Estimate the current cost in time, delay, rework, and missed opportunities. You do not need a perfect financial model. You need enough of a baseline to compare the proposed improvement against something real.
Separate rules, language, and judgment
Most workflows contain several kinds of work, and they should not all be handled the same way. Fixed rules belong in conventional software. If every qualified lead with a particular region and budget goes to the same owner, a normal automation will be cheaper and more predictable than asking a model to decide.

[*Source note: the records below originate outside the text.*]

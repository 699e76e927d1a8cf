use crate::api;
use crate::api::email::{EmailApiConfig, EmailSender};
use crate::api::handlers::state::{AppConfig, AppState};
use anyhow::Result;
use secrecy::SecretString;
use std::sync::Arc;
use tracing::warn;

#[derive(Debug)]
pub struct Args {
    pub port: u16,
    pub dsn: String,
    pub frontend_url: String,
    pub admin_email: String,
    pub email_api_url: String,
    pub email_api_key: Option<String>,
    pub email_from: String,
    pub otp_ttl_minutes: i64,
    pub session_ttl_hours: i64,
}

/// Execute the server action.
/// # Errors
/// Returns an error if the email client cannot be built or the server fails to start.
pub async fn execute(args: Args) -> Result<()> {
    let email_sender = match args.email_api_key {
        Some(api_key) => EmailSender::http(EmailApiConfig::new(
            args.email_api_url,
            SecretString::from(api_key),
            args.email_from,
        ))?,
        None => {
            warn!("no email API key configured, outbound email will only be logged");
            EmailSender::Log
        }
    };

    let config = AppConfig::new(args.frontend_url, args.admin_email)
        .with_otp_ttl_minutes(args.otp_ttl_minutes)
        .with_session_ttl_seconds(args.session_ttl_hours * 60 * 60);

    let state = Arc::new(AppState::new(config, email_sender));

    api::new(args.port, args.dsn, state).await
}
//! Featured-posts management for the dashboard.

use axum::{
    extract::{Extension, Path},
    http::{HeaderMap, StatusCode},
    response::IntoResponse,
    Json,
};
use serde::{Deserialize, Serialize};
use sqlx::PgPool;
use tracing::error;
use utoipa::ToSchema;
use uuid::Uuid;

use crate::api::handlers::auth::require_admin;
use crate::api::handlers::posts::PostRow;
use crate::api::handlers::ApiMessage;
use crate::posts::models::PostDraft;
use crate::posts::repo;

#[derive(ToSchema, Serialize, Deserialize, Debug)]
pub struct PostPayload {
    pub title: String,
    pub excerpt: Option<String>,
    pub content: Option<String>,
    pub image_url: Option<String>,
    pub link_url: Option<String>,
    #[serde(default)]
    pub is_featured: bool,
    #[serde(default)]
    pub is_published: bool,
    #[serde(default)]
    pub display_order: i32,
}

fn draft_from_payload(payload: PostPayload) -> Result<PostDraft, String> {
    let title = payload.title.trim().to_string();
    if title.is_empty() {
        return Err("Title is required".to_string());
    }

    let clean = |value: Option<String>| {
        value
            .as_deref()
            .map(str::trim)
            .filter(|value| !value.is_empty())
            .map(str::to_string)
    };

    Ok(PostDraft {
        title,
        excerpt: clean(payload.excerpt),
        content: clean(payload.content),
        image_url: clean(payload.image_url),
        link_url: clean(payload.link_url),
        is_featured: payload.is_featured,
        is_published: payload.is_published,
        display_order: payload.display_order,
    })
}

/// Every post, drafts included.
#[utoipa::path(
    get,
    path = "/v1/admin/posts",
    responses(
        (status = 200, description = "All posts", body = [PostRow]),
        (status = 401, description = "Missing admin session")
    ),
    tag = "admin"
)]
pub async fn list(headers: HeaderMap, pool: Extension<PgPool>) -> impl IntoResponse {
    if let Err(status) = require_admin(&headers, &pool).await {
        return status.into_response();
    }

    match repo::list_all(&pool).await {
        Ok(posts) => {
            let rows: Vec<PostRow> = posts.into_iter().map(PostRow::from).collect();
            (StatusCode::OK, Json(rows)).into_response()
        }
        Err(err) => {
            error!("Failed to list posts: {err}");
            StatusCode::INTERNAL_SERVER_ERROR.into_response()
        }
    }
}

/// Create a post.
#[utoipa::path(
    post,
    path = "/v1/admin/posts",
    request_body = PostPayload,
    responses(
        (status = 201, description = "Post created", body = PostRow),
        (status = 400, description = "Invalid payload", body = String),
        (status = 401, description = "Missing admin session")
    ),
    tag = "admin"
)]
pub async fn create(
    headers: HeaderMap,
    pool: Extension<PgPool>,
    payload: Option<Json<PostPayload>>,
) -> impl IntoResponse {
    if let Err(status) = require_admin(&headers, &pool).await {
        return status.into_response();
    }

    let Some(Json(payload)) = payload else {
        return (StatusCode::BAD_REQUEST, "Missing payload".to_string()).into_response();
    };

    let draft = match draft_from_payload(payload) {
        Ok(draft) => draft,
        Err(message) => return (StatusCode::BAD_REQUEST, message).into_response(),
    };

    match repo::create(&pool, &draft).await {
        Ok(post) => (StatusCode::CREATED, Json(PostRow::from(post))).into_response(),
        Err(err) => {
            error!("Failed to create post: {err}");
            StatusCode::INTERNAL_SERVER_ERROR.into_response()
        }
    }
}

/// Replace a post.
#[utoipa::path(
    put,
    path = "/v1/admin/posts/{id}",
    params(
        ("id" = Uuid, Path, description = "Post id")
    ),
    request_body = PostPayload,
    responses(
        (status = 200, description = "Post updated", body = PostRow),
        (status = 400, description = "Invalid payload", body = String),
        (status = 401, description = "Missing admin session"),
        (status = 404, description = "Unknown post", body = ApiMessage)
    ),
    tag = "admin"
)]
pub async fn update(
    headers: HeaderMap,
    pool: Extension<PgPool>,
    Path(id): Path<Uuid>,
    payload: Option<Json<PostPayload>>,
) -> impl IntoResponse {
    if let Err(status) = require_admin(&headers, &pool).await {
        return status.into_response();
    }

    let Some(Json(payload)) = payload else {
        return (StatusCode::BAD_REQUEST, "Missing payload".to_string()).into_response();
    };

    let draft = match draft_from_payload(payload) {
        Ok(draft) => draft,
        Err(message) => return (StatusCode::BAD_REQUEST, message).into_response(),
    };

    match repo::update(&pool, id, &draft).await {
        Ok(Some(post)) => (StatusCode::OK, Json(PostRow::from(post))).into_response(),
        Ok(None) => (
            StatusCode::NOT_FOUND,
            Json(ApiMessage::fail("No post with that id.")),
        )
            .into_response(),
        Err(err) => {
            error!("Failed to update post: {err}");
            StatusCode::INTERNAL_SERVER_ERROR.into_response()
        }
    }
}

/// Delete a post.
#[utoipa::path(
    delete,
    path = "/v1/admin/posts/{id}",
    params(
        ("id" = Uuid, Path, description = "Post id")
    ),
    responses(
        (status = 204, description = "Post deleted"),
        (status = 401, description = "Missing admin session"),
        (status = 404, description = "Unknown post", body = ApiMessage)
    ),
    tag = "admin"
)]
pub async fn delete(
    headers: HeaderMap,
    pool: Extension<PgPool>,
    Path(id): Path<Uuid>,
) -> impl IntoResponse {
    if let Err(status) = require_admin(&headers, &pool).await {
        return status.into_response();
    }

    match repo::delete(&pool, id).await {
        Ok(true) => StatusCode::NO_CONTENT.into_response(),
        Ok(false) => (
            StatusCode::NOT_FOUND,
            Json(ApiMessage::fail("No post with that id.")),
        )
            .into_response(),
        Err(err) => {
            error!("Failed to delete post: {err}");
            StatusCode::INTERNAL_SERVER_ERROR.into_response()
        }
    }
}

#[cfg(test)]
mod tests {
    use super::*;

    #[test]
    fn draft_requires_title() {
        let payload = PostPayload {
            title: "  ".to_string(),
            excerpt: None,
            content: None,
            image_url: None,
            link_url: None,
            is_featured: false,
            is_published: false,
            display_order: 0,
        };
        assert!(draft_from_payload(payload).is_err());
    }

    #[test]
    fn draft_blanks_empty_optionals() {
        let payload = PostPayload {
            title: "Manifesto launch".to_string(),
            excerpt: Some("  ".to_string()),
            content: Some("Full text".to_string()),
            image_url: None,
            link_url: Some("https://pspk.or.ke/manifesto".to_string()),
            is_featured: true,
            is_published: false,
            display_order: 2,
        };
        let draft = draft_from_payload(payload).expect("valid");
        assert_eq!(draft.excerpt, None);
        assert_eq!(draft.content.as_deref(), Some("Full text"));
        assert_eq!(draft.display_order, 2);
    }

    #[test]
    fn payload_defaults_apply() {
        let payload: PostPayload =
            serde_json::from_value(serde_json::json!({"title": "Launch"})).expect("parse");
        assert!(!payload.is_featured);
        assert!(!payload.is_published);
        assert_eq!(payload.display_order, 0);
    }
}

AI becomes useful when the input is messy and the answer cannot be captured by a short set of rules. Summarizing an interview, identifying themes across open-ended survey responses, or drafting a brief from several sources are reasonable examples. Judgment with meaningful consequences should remain with a person, even if AI prepares the information that person reviews.
A dependable workflow often combines all three. Software moves the data, a model handles a narrow language task, and a person approves the decision that carries real responsibility.
Inspect the data before designing the solution
AI cannot use information your team cannot reliably find or access. Identify where each input lives, who owns it, how current it is, and whether the proposed system is allowed to use it. Check whether important context exists only in someone's inbox or memory.
This step often uncovers a smaller project that should happen first. Cleaning a product catalog, standardizing campaign names, or connecting two existing tools may remove much of the friction without a model. That is a good outcome. The assessment is doing its job.
Decide what being wrong would cost
A system that applies the wrong internal tag creates a little cleanup. A system that sends an unsupported claim to customers creates a very different problem. The cost and reversibility of an error should determine how much freedom the system gets.
For low-risk work, a person may review a sample after the fact. For public, financial, legal, or customer-specific output, approval may need to happen before anything leaves the system. Logs and a clear rollback path matter whenever the workflow changes records or takes actions in another tool.
Define success before choosing a product
Choose a small number of measures tied to the original problem. Useful measures might include time per request, cycle time, correction rate, percentage of work accepted without revision, cost per completed item, or how often the team actually uses the workflow. A vague goal such as increasing productivity is difficult to test and easy to declare successful.
Capture the baseline before the pilot. Then test the proposed workflow with real inputs and the people who will use it. A result that saves ten minutes but requires fifteen minutes of careful review is not an improvement, no matter how impressive the generated output looks.
Start with one narrow, complete slice
A focused pilot should complete a real piece of work from beginning to end. It might turn an approved interview transcript into a first-draft brief, classify incoming requests and prepare them for review, or assemble a weekly report from known sources. Keep the audience small, make the reviewer explicit, and collect failures as carefully as successes.
Expand only when the evidence supports it. More inputs, more tools, and more autonomy each introduce new ways to fail. They should be earned by a workflow that is already useful at a smaller scale.
Signs the workflow is not ready
- Nobody can explain who owns the process or the final outcome.
- The workflow changes every time a different person performs it.
- There is no baseline for time, quality, cost, or delay.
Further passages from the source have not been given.